[Information shown — start]
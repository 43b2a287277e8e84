use crate::backend::QUOTA_MESSAGE;
use crate::html::apply::{reassemble_with_units, UnitReplacement};
use crate::html::dom::HtmlDocument;
use crate::html::extract::{extract_rewritable_units, Extraction};
use crate::pipeline::prompts::unit_prompt;
use crate::pipeline::retry::{rewrite_with_retry, AttemptVerdict};

use super::{RewriteStrategy, SegmentCx, SegmentOutcome, SegmentSpec};

/// Per-unit strategy: each paragraph/bold/italic/span is rewritten
/// independently with validation and bounded retry; a unit that never
/// validates is reverted and the rest of the segment continues.
pub(crate) struct UnitwiseStrategy;

impl RewriteStrategy for UnitwiseStrategy {
    fn name(&self) -> &'static str {
        "unitwise"
    }

    fn segment_key(&self, spec: &SegmentSpec) -> String {
        spec.description.clone()
    }

    fn personalize(
        &self,
        cx: &SegmentCx<'_>,
        html: &str,
        spec: &SegmentSpec,
    ) -> anyhow::Result<SegmentOutcome> {
        let doc = HtmlDocument::parse(html);
        let extraction: Extraction = extract_rewritable_units(&doc);

        let total = extraction.units.len();
        let mut replacements: Vec<UnitReplacement> = Vec::with_capacity(total);
        let mut warnings: Vec<String> = Vec::new();
        let mut accepted = 0usize;
        let mut reverted = 0usize;

        for (i, unit) in extraction.units.iter().enumerate() {
            let prompt = unit_prompt(cx.prompts, &spec.description, &unit.original_text);
            let _ = cx
                .trace
                .write_unit_text(spec.index, unit.unit_id, 0, "prompt", &prompt);

            let outcome = rewrite_with_retry(
                cx.backend,
                &prompt,
                &unit.original_inner,
                cx.max_attempts,
            );

            for a in &outcome.attempts {
                if let Some(out) = a.output.as_deref() {
                    let _ =
                        cx.trace
                            .write_unit_text(spec.index, unit.unit_id, a.attempt, "output", out);
                }
                match &a.verdict {
                    AttemptVerdict::Accepted => {}
                    AttemptVerdict::Rejected(reason) => {
                        cx.progress.info(format!(
                            "unit {} attempt {} rejected: {reason}",
                            unit.unit_id, a.attempt
                        ));
                    }
                    AttemptVerdict::Failed(msg) => {
                        cx.progress.warn(format!(
                            "unit {} attempt {} backend failure: {msg}",
                            unit.unit_id, a.attempt
                        ));
                    }
                    AttemptVerdict::QuotaExhausted(msg) => {
                        cx.progress.warn(format!(
                            "unit {} attempt {} quota failure: {msg}",
                            unit.unit_id, a.attempt
                        ));
                    }
                }
            }

            if outcome.hit_quota() {
                warnings.push(format!("{QUOTA_MESSAGE} (unit {})", unit.unit_id));
            }
            if outcome.accepted {
                accepted += 1;
            } else {
                reverted += 1;
                cx.progress.warn(format!(
                    "unit {} reverted to original after {} attempts",
                    unit.unit_id,
                    outcome.attempts.len()
                ));
            }

            replacements.push(UnitReplacement {
                start_index: unit.start_index,
                end_index: unit.end_index,
                final_inner: outcome.final_inner,
            });
            cx.progress.progress("rewrite units", i + 1, total.max(1));
        }

        let html = reassemble_with_units(&doc, &extraction.cleared, &replacements)?;
        Ok(SegmentOutcome {
            key: self.segment_key(spec),
            html,
            units_total: total,
            units_accepted: accepted,
            units_reverted: reverted,
            warnings,
        })
    }
}

#[cfg(test)]
mod tests {
    use super::*;
    use crate::backend::{GenerationError, RewriteBackend};
    use crate::pipeline::prompts::PromptCatalog;
    use crate::pipeline::trace::TraceWriter;
    use crate::progress::ConsoleProgress;

    struct FixedBackend {
        reply: Result<String, ()>,
        quota: bool,
    }

    impl FixedBackend {
        fn ok(reply: &str) -> Self {
            Self {
                reply: Ok(reply.to_string()),
                quota: false,
            }
        }

        fn quota() -> Self {
            Self {
                reply: Err(()),
                quota: true,
            }
        }

        fn failing() -> Self {
            Self {
                reply: Err(()),
                quota: false,
            }
        }
    }

    impl RewriteBackend for FixedBackend {
        fn rewrite(&self, _prompt: &str) -> Result<String, GenerationError> {
            match &self.reply {
                Ok(s) => Ok(s.clone()),
                Err(()) if self.quota => Err(GenerationError::Quota("http 429".into())),
                Err(()) => Err(GenerationError::Backend("boom".into())),
            }
        }

        fn name(&self) -> &str {
            "fixed"
        }
    }

    fn run(backend: &dyn RewriteBackend, html: &str) -> SegmentOutcome {
        let prompts = PromptCatalog::builtin();
        let progress = ConsoleProgress::new(false);
        let trace = TraceWriter::disabled();
        let cx = SegmentCx {
            backend,
            prompts: &prompts,
            progress: &progress,
            trace: &trace,
            max_attempts: 3,
            chunk_chars: 6000,
            prompt_token_budget: 4096,
            platform: "",
        };
        UnitwiseStrategy
            .personalize(
                &cx,
                html,
                &SegmentSpec {
                    index: 1,
                    description: "frugal shoppers".to_string(),
                },
            )
            .unwrap()
    }

    const SCENARIO: &str = "<p>Hello there</p><button>Buy now</button>";

    #[test]
    fn short_but_in_bound_candidate_is_accepted() {
        // visible lengths 11 vs 3: delta 8 within the bound
        let out = run(&FixedBackend::ok("Hi!"), SCENARIO);
        assert_eq!(out.html, "<p>Hi!</p><button>Buy now</button>");
        assert_eq!(out.units_accepted, 1);
        assert_eq!(out.units_reverted, 0);
    }

    #[test]
    fn out_of_bound_candidate_reverts_and_keeps_the_button() {
        let long = "this candidate is far far far too long to pass the visible length bound";
        let out = run(&FixedBackend::ok(long), SCENARIO);
        assert_eq!(out.html, SCENARIO);
        assert_eq!(out.units_accepted, 0);
        assert_eq!(out.units_reverted, 1);
    }

    #[test]
    fn button_text_is_byte_identical_regardless_of_backend() {
        for backend in [
            FixedBackend::ok("Hi!"),
            FixedBackend::ok("x".repeat(500).as_str()),
            FixedBackend::failing(),
        ] {
            let out = run(&backend, SCENARIO);
            assert!(out.html.contains("<button>Buy now</button>"));
        }
    }

    #[test]
    fn quota_failures_revert_and_warn_once_per_unit() {
        let out = run(
            &FixedBackend::quota(),
            "<p>First paragraph here</p><p>Second paragraph here</p>",
        );
        assert_eq!(
            out.html,
            "<p>First paragraph here</p><p>Second paragraph here</p>"
        );
        assert_eq!(out.units_reverted, 2);
        let quota_warnings: Vec<&String> = out
            .warnings
            .iter()
            .filter(|w| w.contains("quota"))
            .collect();
        assert_eq!(quota_warnings.len(), 2);
        assert!(quota_warnings[0].contains("unit 1"));
        assert!(quota_warnings[1].contains("unit 2"));
    }

    #[test]
    fn unsubscribe_footer_is_never_sent_to_the_backend() {
        struct PanicBackend;
        impl RewriteBackend for PanicBackend {
            fn rewrite(&self, prompt: &str) -> Result<String, GenerationError> {
                assert!(!prompt.to_lowercase().contains("unsubscribe"));
                Ok("Hi!".to_string())
            }
            fn name(&self) -> &str {
                "panic"
            }
        }
        let out = run(
            &PanicBackend,
            "<p>Hello there</p><p>Unsubscribe here anytime</p>",
        );
        assert!(out.html.contains("<p>Unsubscribe here anytime</p>"));
        assert_eq!(out.units_total, 1);
    }
}
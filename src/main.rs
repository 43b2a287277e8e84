use std::path::{Path, PathBuf};

use anyhow::{anyhow, Context};
use clap::{CommandFactory, Parser};

use mailtailor::config::{build_backend, DEFAULT_STORAGE_TOKEN_ENV};
use mailtailor::pipeline::{init_default_config, PersonalizerPipeline, PipelineConfig, RunContext};
use mailtailor::progress::ConsoleProgress;
use mailtailor::storage::{DirStore, HttpFileStore, NewsletterStore};

#[derive(Parser, Debug)]
#[command(name = "mailtailor")]
#[command(about = "Personalize an HTML newsletter per customer segment (LLM rewrite with validation + fallback)", long_about = None)]
struct Args {
    /// Generate default config + prompt files, then exit
    #[arg(long)]
    init_config: bool,

    /// Directory to write config/prompt files (default: current directory)
    #[arg(long, value_name = "DIR")]
    init_config_dir: Option<PathBuf>,

    /// Overwrite existing config/prompt files when used with --init-config
    #[arg(long)]
    force: bool,

    /// Input newsletter (HTML)
    #[arg(value_name = "HTML")]
    input: Option<PathBuf>,

    /// Customer segment description (repeat for several segments)
    #[arg(short = 's', long = "segment", value_name = "TEXT")]
    segments: Vec<String>,

    /// Emailing platform name, mentioned in the chunked prompt only
    #[arg(long)]
    platform: Option<String>,

    /// Rewrite strategy: unitwise or chunked
    #[arg(long)]
    strategy: Option<String>,

    /// Rewrite backend name from config
    #[arg(long)]
    rewrite_backend: Option<String>,

    /// Config file path (default: search for mailtailor.toml upwards)
    #[arg(long)]
    config: Option<PathBuf>,

    /// Rewrite attempts per unit before reverting to the original
    #[arg(long)]
    max_attempts: Option<usize>,

    /// Chunk length bound for the chunked strategy
    #[arg(long)]
    chunk_chars: Option<usize>,

    /// Output directory for personalized newsletters (default: next to input)
    #[arg(short, long, value_name = "DIR")]
    out_dir: Option<PathBuf>,

    /// Upload results to the configured remote store instead of writing locally
    #[arg(long)]
    upload: bool,

    /// Regenerate only the segment at this 1-based position
    #[arg(long, value_name = "N")]
    only_segment: Option<usize>,
}

fn main() -> anyhow::Result<()> {
    let args = Args::parse();

    if args.init_config {
        let dir = args
            .init_config_dir
            .clone()
            .unwrap_or_else(|| std::env::current_dir().unwrap_or_else(|_| PathBuf::from(".")));
        let cfg_path = init_default_config(&dir, args.force).context("init default config")?;
        eprintln!("Wrote config: {}", cfg_path.display());
        return Ok(());
    }

    let input = match args.input {
        Some(p) => p,
        None => {
            let mut cmd = Args::command();
            cmd.print_help().context("print help")?;
            eprintln!(
                "\n\nUSAGE:\n  mailtailor newsletter.html -s \"frugal shoppers\" -s \"new parents\"\n\nTIPS:\n  - Run `mailtailor --init-config` once to create mailtailor.toml and the prompt files.\n  - Set OPENAI_API_KEY (or the api_key_env configured for the backend).\n"
            );
            return Ok(());
        }
    };

    if args.segments.iter().all(|s| s.trim().is_empty()) {
        return Err(anyhow!("no customer segments given (use -s/--segment)"));
    }

    let html = read_html(&input)?;

    let cfg = PipelineConfig::from_paths_and_args(
        &input,
        args.config,
        args.strategy,
        args.rewrite_backend,
        args.max_attempts,
        args.chunk_chars,
    )
    .context("build config")?;

    let backend = build_backend(&cfg.rewrite_backend, &cfg.backend_section)?;

    let out_dir = args
        .out_dir
        .clone()
        .or_else(|| input.parent().map(|p| p.to_path_buf()))
        .unwrap_or_else(|| PathBuf::from("."));
    let store: Box<dyn NewsletterStore> = if args.upload {
        let storage = cfg
            .storage
            .clone()
            .ok_or_else(|| anyhow!("--upload needs a [storage] section in the config"))?;
        let token_env = storage
            .token_env
            .as_deref()
            .unwrap_or(DEFAULT_STORAGE_TOKEN_ENV);
        let token = std::env::var(token_env)
            .map_err(|_| anyhow!("storage: environment variable {token_env} not set"))?;
        Box::new(HttpFileStore::new(storage.base_url.clone(), token))
    } else {
        Box::new(DirStore::new(out_dir))
    };

    let progress = ConsoleProgress::new(true);
    progress.info(format!("Read newsletter: {}", input.display()));

    let pipeline = PersonalizerPipeline::new(cfg, Box::new(backend), progress);

    let platform = args.platform.as_deref().unwrap_or("");
    let mut ctx = if let Some(n) = args.only_segment {
        if n == 0 {
            return Err(anyhow!("--only-segment positions are 1-based"));
        }
        let description = args
            .segments
            .get(n - 1)
            .filter(|s| !s.trim().is_empty())
            .with_context(|| format!("--only-segment {n} is out of range"))?
            .clone();
        let mut ctx = RunContext::default();
        pipeline.regenerate_segment(&mut ctx, &html, n, &description, platform);
        ctx
    } else {
        pipeline.personalize_newsletter(&html, &args.segments, platform)
    };

    pipeline.store_results(&mut ctx, store.as_ref());

    if !ctx.stored_links.is_empty() {
        println!("Done:");
        for (key, url) in &ctx.stored_links {
            println!("  {key}: {url}");
        }
    }
    if !ctx.failures.is_empty() {
        for (key, err) in &ctx.failures {
            eprintln!("FAILED {key}: {err}");
        }
        if ctx.results.is_empty() {
            return Err(anyhow!("no segment finished successfully"));
        }
    }
    Ok(())
}

/// Reads the newsletter as UTF-8, stripping a BOM and replacing invalid
/// sequences rather than failing the run.
fn read_html(path: &Path) -> anyhow::Result<String> {
    let bytes = std::fs::read(path).with_context(|| format!("read input: {}", path.display()))?;
    let (text, _, _) = encoding_rs::UTF_8.decode(&bytes);
    Ok(text.into_owned())
}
[Information shown — finish]
**About this task**
Could you state how many lines of the records contain "First"? Give the number and nothing else.

**Result of the task**
2